Did the NAS IP address change? Can you give any details on the camera's FTP configuration, and/or a more complete connection log?
- rickwookieAspirant
It's been working every weekday for the last two months, right up until I did the OS re-install that corrupted Frontview this last weekend. No IP addresses or hostnames have changed at either end and my firewall router configuration is the same.
I've actually gone ahead now and enabled the SSH access, since I figured there was no way this was going to get resolved using Frontview alone, and Telnet-ing in using the support mode was a real pain tbh.
FTP tranfers are now compleating successfully, since I've added
PassivePorts 1024 1074
to /etc/proftpd.conf
The entire file consisted of just:
Include /etc/frontview/proftpd/ftps.conf
Include /etc/frontview/proftpd/User.confand neither of those files, nor /etc/frontview/proftpd/Shares.conf that User.conf 'Include's make any reference to PassivePorts or FTP_PASSIVE_START or anything like it.

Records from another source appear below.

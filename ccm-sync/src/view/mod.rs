//! View layer
//!
//! Holds the latest reconciled snapshot of tasks and workers together with
//! UI-local state (filter, draft, notices, submission flag), and derives the
//! filtered task list from it.

mod projection;
mod state;
mod store;

pub use projection::{TaskProjection, filter_tasks};
pub use state::{Draft, Notice, NoticeLevel, StatusFilter, SyncStatus, ViewState};
pub use store::{ReconcileReport, SubmissionGuard, ViewModelStore};
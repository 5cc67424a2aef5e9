//! Timestamp (de)serialization
//!
//! The task server writes `datetime.isoformat()` output, which carries no UTC
//! offset. RFC 3339 input is accepted as well; naive values are read as UTC.

use chrono::{DateTime, NaiveDateTime, Utc};

const NAIVE_FORMAT: &str = "%Y-%m-%dT%H:%M:%S%.f";

pub(crate) fn parse(raw: &str) -> Result<DateTime<Utc>, String> {
    if let Ok(dt) = DateTime::parse_from_rfc3339(raw) {
        return Ok(dt.with_timezone(&Utc));
    }

    NaiveDateTime::parse_from_str(raw, NAIVE_FORMAT)
        .map(|naive| naive.and_utc())
        .map_err(|e| format!("invalid timestamp '{}': {}", raw, e))
}

pub(crate) mod iso8601 {
    use chrono::{DateTime, Utc};
    use serde::{Deserialize, Deserializer, Serializer};

    pub fn serialize<S: Serializer>(dt: &DateTime<Utc>, s: S) -> Result<S::Ok, S::Error> {
        s.serialize_str(&dt.to_rfc3339())
    }

    pub fn deserialize<'de, D: Deserializer<'de>>(d: D) -> Result<DateTime<Utc>, D::Error> {
        let raw = String::deserialize(d)?;
        super::parse(&raw).map_err(serde::de::Error::custom)
    }
}

pub(crate) mod iso8601_opt {
    use chrono::{DateTime, Utc};
    use serde::{Deserialize, Deserializer, Serializer};

    pub fn serialize<S: Serializer>(dt: &Option<DateTime<Utc>>, s: S) -> Result<S::Ok, S::Error> {
        match dt {
            Some(dt) => s.serialize_some(&dt.to_rfc3339()),
            None => s.serialize_none(),
        }
    }

    pub fn deserialize<'de, D: Deserializer<'de>>(
        d: D,
    ) -> Result<Option<DateTime<Utc>>, D::Error> {
        Option::<String>::deserialize(d)?
            .map(|raw| super::parse(&raw))
            .transpose()
            .map_err(serde::de::Error::custom)
    }
}

#[cfg(test)]
mod tests {
    use super::*;
    use chrono::{Datelike, Timelike};

    #[test]
    fn test_parse_naive_server_timestamp() {
        let dt = parse("2024-05-01T12:30:45.123456").unwrap();
        assert_eq!(dt.year(), 2024);
        assert_eq!(dt.hour(), 12);
        assert_eq!(dt.minute(), 30);
        assert_eq!(dt.nanosecond(), 123_456_000);
    }

    #[test]
    fn test_parse_naive_without_fraction() {
        let dt = parse("2024-05-01T12:30:45").unwrap();
        assert_eq!(dt.second(), 45);
    }

    #[test]
    fn test_parse_rfc3339_converts_to_utc() {
        let dt = parse("2024-05-01T14:30:00+02:00").unwrap();
        assert_eq!(dt.hour(), 12);
    }

    #[test]
    fn test_parse_rejects_garbage() {
        assert!(parse("yesterday").is_err());
    }
}
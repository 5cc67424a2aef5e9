//! Task command handlers
//!
//! Listing goes through one refresh cycle of the sync engine; single-task
//! lookups talk to the server directly.

use anyhow::{Context, Result};
use ccm_core::domain::id::RemoteId;
use ccm_sync::{Session, StatusFilter};

use crate::config::Config;
use crate::render::{print_task_details, print_tasks};

/// List the most recent tasks
pub async fn list_tasks(config: &Config, filter: StatusFilter) -> Result<()> {
    let session = Session::connect(&config.sync_config()?)?;

    session
        .synchronizer()
        .refresh_once()
        .await
        .context("Failed to refresh tasks")?;

    let tasks = session.store().filtered_tasks(filter);
    print_tasks(&tasks, &format!("Tasks [{}]", filter));

    Ok(())
}

/// Get and display a single task
pub async fn show_task(config: &Config, id: &str) -> Result<()> {
    let client = config.client()?;
    let id = RemoteId::from(id);

    let task = match client.get_task(&id).await {
        Ok(task) => task,
        Err(e) if e.is_not_found() => anyhow::bail!("Task {} not found", id),
        Err(e) => return Err(e).with_context(|| format!("Failed to fetch task {}", id)),
    };

    print_task_details(&task);

    Ok(())
}
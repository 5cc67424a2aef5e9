//! Task submission
//!
//! Validates a prompt, sends it to the server and reflects the outcome in the
//! view store. Only one submission can be in flight at a time.

use ccm_client::TaskTransport;
use ccm_core::domain::task::TaskMode;
use ccm_core::dto::task::CreateTask;
use std::sync::Arc;
use tracing::{debug, info, warn};

use crate::error::{SyncError, ValidationError};
use crate::scheduler::RefreshTrigger;
use crate::view::{Notice, ViewModelStore};

/// Result of a submission attempt that did not fail
#[derive(Debug, Clone, Copy, PartialEq, Eq)]
pub enum SubmitOutcome {
    /// The server accepted the task
    Submitted,
    /// Another submission was already in flight; nothing was sent
    AlreadyInFlight,
}

/// Sends new tasks to the server
#[derive(Clone)]
pub struct SubmissionController {
    transport: Arc<dyn TaskTransport>,
    store: ViewModelStore,
    trigger: RefreshTrigger,
}

impl SubmissionController {
    /// Creates a new submission controller
    ///
    /// # Arguments
    /// * `transport` - Where requests are sent
    /// * `store` - View store that receives notices and the in-flight flag
    /// * `trigger` - Used to request a refresh after a successful submission
    pub fn new(
        transport: Arc<dyn TaskTransport>,
        store: ViewModelStore,
        trigger: RefreshTrigger,
    ) -> Self {
        Self {
            transport,
            store,
            trigger,
        }
    }

    /// Submits a new task
    ///
    /// A prompt that is empty after trimming is rejected without a request.
    /// While another submission is in flight this returns
    /// [`SubmitOutcome::AlreadyInFlight`], sends nothing and leaves a warning
    /// notice; the draft is left as is so it can be sent afterwards. On
    /// failure the draft prompt is kept so the user can retry.
    pub async fn submit(
        &self,
        project: &str,
        prompt: &str,
        mode: TaskMode,
    ) -> Result<SubmitOutcome, SyncError> {
        if prompt.trim().is_empty() {
            let err = ValidationError::EmptyPrompt;
            self.store.notify(Notice::warning(err.to_string()));
            return Err(err.into());
        }

        let Some(_guard) = self.store.begin_submission() else {
            debug!("Submission already in flight, ignoring");
            self.store.notify(Notice::warning(
                "A submission is already in flight; prompt kept, send it again once it completes",
            ));
            return Ok(SubmitOutcome::AlreadyInFlight);
        };

        let req = CreateTask::from_prompt(project, prompt, mode);
        info!("Submitting task '{}' to project {} ({})", req.title, project, mode);

        match self.transport.submit_task(&req).await {
            Ok(()) => {
                self.store.clear_submitted_prompt(prompt);
                self.store
                    .notify(Notice::info(format!("Task submitted: {}", req.title)));
                self.trigger.request();
                Ok(SubmitOutcome::Submitted)
            }
            Err(e) => {
                warn!("Failed to submit task: {}", e);
                self.store
                    .notify(Notice::error(format!("Failed to submit task: {}", e)));
                Err(e.into())
            }
        }
    }

    /// Submits the draft currently held in the view store
    pub async fn submit_draft(&self) -> Result<SubmitOutcome, SyncError> {
        let draft = self.store.draft();
        self.submit(&draft.project, &draft.prompt, draft.mode).await
    }
}
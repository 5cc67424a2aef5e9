//! CC Manager HTTP Client
//!
//! A small, type-safe HTTP client for the CC Manager task server.
//!
//! Every operation issues exactly one request and never retries. Failures of
//! any kind (network, non-2xx status, unparseable body) come back as
//! [`ClientError`], which is distinct from a successful empty answer.
//!
//! # Example
//!
//! ```no_run
//! use ccm_client::ManagerClient;
//! use ccm_core::domain::task::TaskMode;
//! use ccm_core::dto::task::CreateTask;
//!
//! #[tokio::main]
//! async fn main() -> anyhow::Result<()> {
//!     let client = ManagerClient::new("http://localhost:8080");
//!
//!     client
//!         .submit_task(&CreateTask::from_prompt("deepcell", "fix bug", TaskMode::Execute))
//!         .await?;
//!
//!     let tasks = client.fetch_tasks(20).await?;
//!     println!("{} task(s) on the server", tasks.len());
//!     Ok(())
//! }
//! ```

pub mod error;
mod health;
mod tasks;
mod transport;
mod workers;

// Re-export commonly used types
pub use error::{ClientError, Result};
pub use transport::TaskTransport;

use reqwest::Client;
use serde::de::DeserializeOwned;
use std::time::Duration;

/// HTTP client for the task server API
///
/// Endpoints are grouped by resource:
/// - Tasks (submit, list, get)
/// - Workers (list)
/// - Health check
#[derive(Debug, Clone)]
pub struct ManagerClient {
    /// Base URL of the server (e.g., "http://localhost:8080")
    base_url: String,
    /// HTTP client instance
    client: Client,
}

impl ManagerClient {
    /// Create a new client with reqwest's default settings
    ///
    /// # Arguments
    /// * `base_url` - The base URL of the task server (e.g., "http://localhost:8080")
    ///
    /// # Example
    /// ```
    /// use ccm_client::ManagerClient;
    ///
    /// let client = ManagerClient::new("http://localhost:8080");
    /// ```
    pub fn new(base_url: impl Into<String>) -> Self {
        Self::with_client(base_url, Client::new())
    }

    /// Create a new client whose requests give up after `timeout`
    ///
    /// A request that exceeds the timeout fails with
    /// [`ClientError::RequestFailed`] and [`ClientError::is_timeout`] is true.
    ///
    /// # Example
    /// ```
    /// use ccm_client::ManagerClient;
    /// use std::time::Duration;
    ///
    /// let client = ManagerClient::with_timeout("http://localhost:8080", Duration::from_secs(10))?;
    /// # Ok::<(), ccm_client::ClientError>(())
    /// ```
    pub fn with_timeout(base_url: impl Into<String>, timeout: Duration) -> Result<Self> {
        let client = Client::builder().timeout(timeout).build()?;
        Ok(Self::with_client(base_url, client))
    }

    /// Create a new client with a custom HTTP client
    ///
    /// This allows you to configure proxies, TLS settings, etc.
    pub fn with_client(base_url: impl Into<String>, client: Client) -> Self {
        let base_url = base_url.into();
        Self {
            base_url: base_url.trim_end_matches('/').to_string(),
            client,
        }
    }

    /// Get the base URL of the server
    pub fn base_url(&self) -> &str {
        &self.base_url
    }

    // =============================================================================
    // Response Handlers
    // =============================================================================

    /// Check the status code and deserialize the JSON body
    ///
    /// The body is read in full before parsing so that a dropped connection
    /// surfaces as `RequestFailed` and only malformed JSON as `ParseError`.
    async fn handle_response<T: DeserializeOwned>(&self, response: reqwest::Response) -> Result<T> {
        let status = response.status();

        if !status.is_success() {
            let error_text = response
                .text()
                .await
                .unwrap_or_else(|_| "Unknown error".to_string());
            return Err(ClientError::api_error(status.as_u16(), error_text));
        }

        let body = response.bytes().await?;

        serde_json::from_slice(&body)
            .map_err(|e| ClientError::ParseError(format!("Failed to parse JSON response: {}", e)))
    }

    /// Check the status code of a response whose body is ignored
    async fn handle_empty_response(&self, response: reqwest::Response) -> Result<()> {
        let status = response.status();

        if !status.is_success() {
            let error_text = response
                .text()
                .await
                .unwrap_or_else(|_| "Unknown error".to_string());
            return Err(ClientError::api_error(status.as_u16(), error_text));
        }

        Ok(())
    }
}

#[cfg(test)]
mod tests {
    use super::*;

    #[test]
    fn test_client_creation() {
        let client = ManagerClient::new("http://localhost:8080");
        assert_eq!(client.base_url(), "http://localhost:8080");
    }

    #[test]
    fn test_client_trims_trailing_slash() {
        let client = ManagerClient::new("http://localhost:8080/");
        assert_eq!(client.base_url(), "http://localhost:8080");
    }

    #[test]
    fn test_client_with_timeout() {
        let client =
            ManagerClient::with_timeout("http://localhost:8080//", Duration::from_secs(5)).unwrap();
        assert_eq!(client.base_url(), "http://localhost:8080");
    }
}
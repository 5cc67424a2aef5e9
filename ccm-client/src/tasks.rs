//! Task-related API endpoints

use ccm_core::domain::id::RemoteId;
use ccm_core::domain::task::Task;
use ccm_core::dto::task::CreateTask;
use tracing::debug;

use crate::ManagerClient;
use crate::error::Result;

impl ManagerClient {
    // =============================================================================
    // Task Submission
    // =============================================================================

    /// Submit a new task to the queue
    ///
    /// Sends exactly one `POST /api/tasks`. Any 2xx status counts as success
    /// and the response body is ignored.
    ///
    /// # Arguments
    /// * `req` - The task creation request
    pub async fn submit_task(&self, req: &CreateTask) -> Result<()> {
        let url = format!("{}/api/tasks", self.base_url);
        debug!("Submitting task '{}' to project {}", req.title, req.project);

        let response = self.client.post(&url).json(req).send().await?;

        self.handle_empty_response(response).await
    }

    // =============================================================================
    // Task Query
    // =============================================================================

    /// Fetch the most recent tasks
    ///
    /// # Arguments
    /// * `limit` - Maximum number of tasks the server should return
    ///
    /// # Returns
    /// The tasks in the order the server returned them
    pub async fn fetch_tasks(&self, limit: usize) -> Result<Vec<Task>> {
        let url = format!("{}/api/tasks", self.base_url);
        let response = self
            .client
            .get(&url)
            .query(&[("limit", limit)])
            .send()
            .await?;

        self.handle_response(response).await
    }

    /// Get a single task, including its prompt and result text
    ///
    /// # Arguments
    /// * `task_id` - The task identifier
    pub async fn get_task(&self, task_id: &RemoteId) -> Result<Task> {
        let url = format!("{}/api/tasks/{}", self.base_url, task_id);
        let response = self.client.get(&url).send().await?;

        self.handle_response(response).await
    }
}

I would love to know where the link is from the frontview settings to the proftpd config files to make it all work as it should again, but for now at least I've got the FTP server configured to work as I need it.
I strongly suspect that there will be other settings from the file services page that are not making it through to the associated configs, but maybe they are working as expect with the default settings. Certainly Master Browser is suspect since the ReadyNAS doesn't seem to show up under Network in Windows Explorer anymore, but I can browser it fine if I type the hostname or IP address into the address bar.